Yahoo’s AI push isn’t over just yet. The company, also TechCrunch’s parent, recently launched AI-powered features for Yahoo Mail, including its own take on Gmail’s Priority Inbox and AI summaries of emails, and today it’s rolling out an AI-powered version of its Yahoo News app, leveraging technology it acquired from its latest acquisition, Artifact. Still, Yahoo has more AI plans in the works, including for its Yahoo News property on the web.
Code references on the newly redesigned Yahoo News website indicated that Yahoo is testing an AI summaries feature, presumably as a way to allow visitors to quickly catch up on the news without having to read articles in their entirety.
However, while the Yahoo News app is taking learnings from Artifact when it comes to offering AI features, the AI summaries feature found on Yahoo News is not related to its acquisition of the well-liked AI news app that had been created by Instagram’s founders, but had shut down after failing to reach a wider audience.

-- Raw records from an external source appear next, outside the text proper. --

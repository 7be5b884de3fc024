//! Record sources for the fetch layer.
//!
//! The only asynchronous boundary of the map view: records are fetched from
//! the backend API or read from a JSON file, then handed to
//! [`build_entities`](crate::data::records::build_entities) synchronously.

use crate::data::records::{parse_records, RawLocationRecord};
use crate::traits::RecordSource;
use crate::Result;
use async_trait::async_trait;
use std::path::PathBuf;

#[cfg(feature = "http")]
pub use http::HttpRecordSource;

/// Reads a records payload from a local JSON file
#[derive(Debug, Clone)]
pub struct JsonFileSource {
    path: PathBuf,
}

impl JsonFileSource {
    pub fn new(path: impl Into<PathBuf>) -> Self {
        Self { path: path.into() }
    }
}

#[async_trait]
impl RecordSource for JsonFileSource {
    async fn fetch(&self) -> Result<Vec<RawLocationRecord>> {
        log::debug!("reading records from {}", self.path.display());
        let raw = tokio::fs::read_to_string(&self.path).await?;
        let records = parse_records(&raw)?;
        log::info!("loaded {} records from {}", records.len(), self.path.display());
        Ok(records)
    }

    fn describe(&self) -> String {
        self.path.display().to_string()
    }
}

#[cfg(feature = "http")]
mod http {
    use super::*;
    use crate::core::config::FetchConfig;
    use crate::MapError;

    /// Fetches records from the backend's record listing endpoint
    #[derive(Debug, Clone)]
    pub struct HttpRecordSource {
        client: reqwest::Client,
        url: String,
    }

    impl HttpRecordSource {
        pub fn new(config: &FetchConfig) -> Result<Self> {
            let client = reqwest::Client::builder()
                .timeout(config.timeout())
                .build()?;
            Ok(Self {
                client,
                url: config.records_url(),
            })
        }
    }

    #[async_trait]
    impl RecordSource for HttpRecordSource {
        async fn fetch(&self) -> Result<Vec<RawLocationRecord>> {
            log::debug!("fetching records from {}", self.url);
            let response = self.client.get(&self.url).send().await?;

            let status = response.status();
            if !status.is_success() {
                log::warn!("record fetch from {} failed with {}", self.url, status);
                return Err(MapError::Source(format!("HTTP error! status: {}", status)));
            }

            let body = response.text().await?;
            let records = parse_records(&body)?;
            log::info!("fetched {} records from {}", records.len(), self.url);
            Ok(records)
        }

        fn describe(&self) -> String {
            self.url.clone()
        }
    }
}

#[cfg(test)]
mod tests {
    use super::*;

    #[tokio::test]
    async fn test_file_source_reads_envelope() {
        let path = std::env::temp_dir().join(format!("hikemap-records-{}.json", std::process::id()));
        tokio::fs::write(
            &path,
            r#"{ "mountains": [ { "code": "1", "name": "관악산", "location": "서울 관악구", "center": [37.44, 126.96] } ] }"#,
        )
        .await
        .unwrap();

        let source = JsonFileSource::new(&path);
        let records = source.fetch().await.unwrap();
        assert_eq!(records.len(), 1);
        assert_eq!(records[0].display_name(), "관악산");

        tokio::fs::remove_file(&path).await.unwrap();
    }

    #[tokio::test]
    async fn test_missing_file_is_io_error() {
        let source = JsonFileSource::new("/definitely/not/here.json");
        assert!(matches!(source.fetch().await, Err(crate::MapError::Io(_))));
    }
}
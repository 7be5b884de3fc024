use crate::core::config::ZoomTierConfig;
use crate::core::geo::GeoPoint;
use crate::traits::VisibleBounds;
use serde::{Deserialize, Serialize};
use std::fmt;

/// Coarse classification of a zoom level
#[derive(Debug, Clone, Copy, PartialEq, Eq, Hash, Serialize, Deserialize)]
pub enum ZoomTier {
    /// Far view: one marker per region
    Clustered,
    /// Intermediate view: the dominant region is opened into individual markers
    Mixed,
    /// Close view: every visible entity gets its own marker
    Individual,
}

impl ZoomTier {
    /// Classifies a zoom level. Lower numbers are closer views.
    pub fn classify(zoom_level: i32, config: &ZoomTierConfig) -> Self {
        if zoom_level <= config.individual_max {
            ZoomTier::Individual
        } else if zoom_level <= config.mixed_max {
            ZoomTier::Mixed
        } else {
            ZoomTier::Clustered
        }
    }
}

/// What the clustering engine needs to know about the visible map: the
/// zoom level and a containment test for the visible area.
///
/// The bounds are borrowed for the duration of one clustering call; no
/// map-provider object is retained.
#[derive(Clone, Copy)]
pub struct Viewport<'a> {
    pub zoom_level: i32,
    bounds: &'a dyn VisibleBounds,
}

impl<'a> Viewport<'a> {
    pub fn new(zoom_level: i32, bounds: &'a dyn VisibleBounds) -> Self {
        Self { zoom_level, bounds }
    }

    pub fn contains(&self, point: &GeoPoint) -> bool {
        self.bounds.contains_point(point)
    }

    pub fn tier(&self, config: &ZoomTierConfig) -> ZoomTier {
        ZoomTier::classify(self.zoom_level, config)
    }
}

impl fmt::Debug for Viewport<'_> {
    fn fmt(&self, f: &mut fmt::Formatter<'_>) -> fmt::Result {
        f.debug_struct("Viewport")
            .field("zoom_level", &self.zoom_level)
            .finish_non_exhaustive()
    }
}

Reached for comment, Yahoo confirmed that its AI summaries on the web have been available in testing for a few months, but those tests are occurring on a small, single-digit percentage of article pages on the Yahoo News web experience, the company told TechCrunch. That would explain why most visitors to the Yahoo News website would not have likely encountered these AI summaries as of yet.
The code doesn’t reveal much about the underlying technology Yahoo is using for the AI summaries, only how they would appear to site visitors — in a lightbox, a type of web component used for displaying content. Yahoo declined to share more about the technology itself or when it would launch publicly. The company does have a partnership with OpenAI for its Yahoo News mobile app, though.
Combined with the Artifact-inspired revamp of Yahoo News and the AI features that arrived on Yahoo Mail, it’s clear that Yahoo is betting on AI to give its older web products and services a push. Whether simply adding AI will attract a new audience, of course, remains to be seen.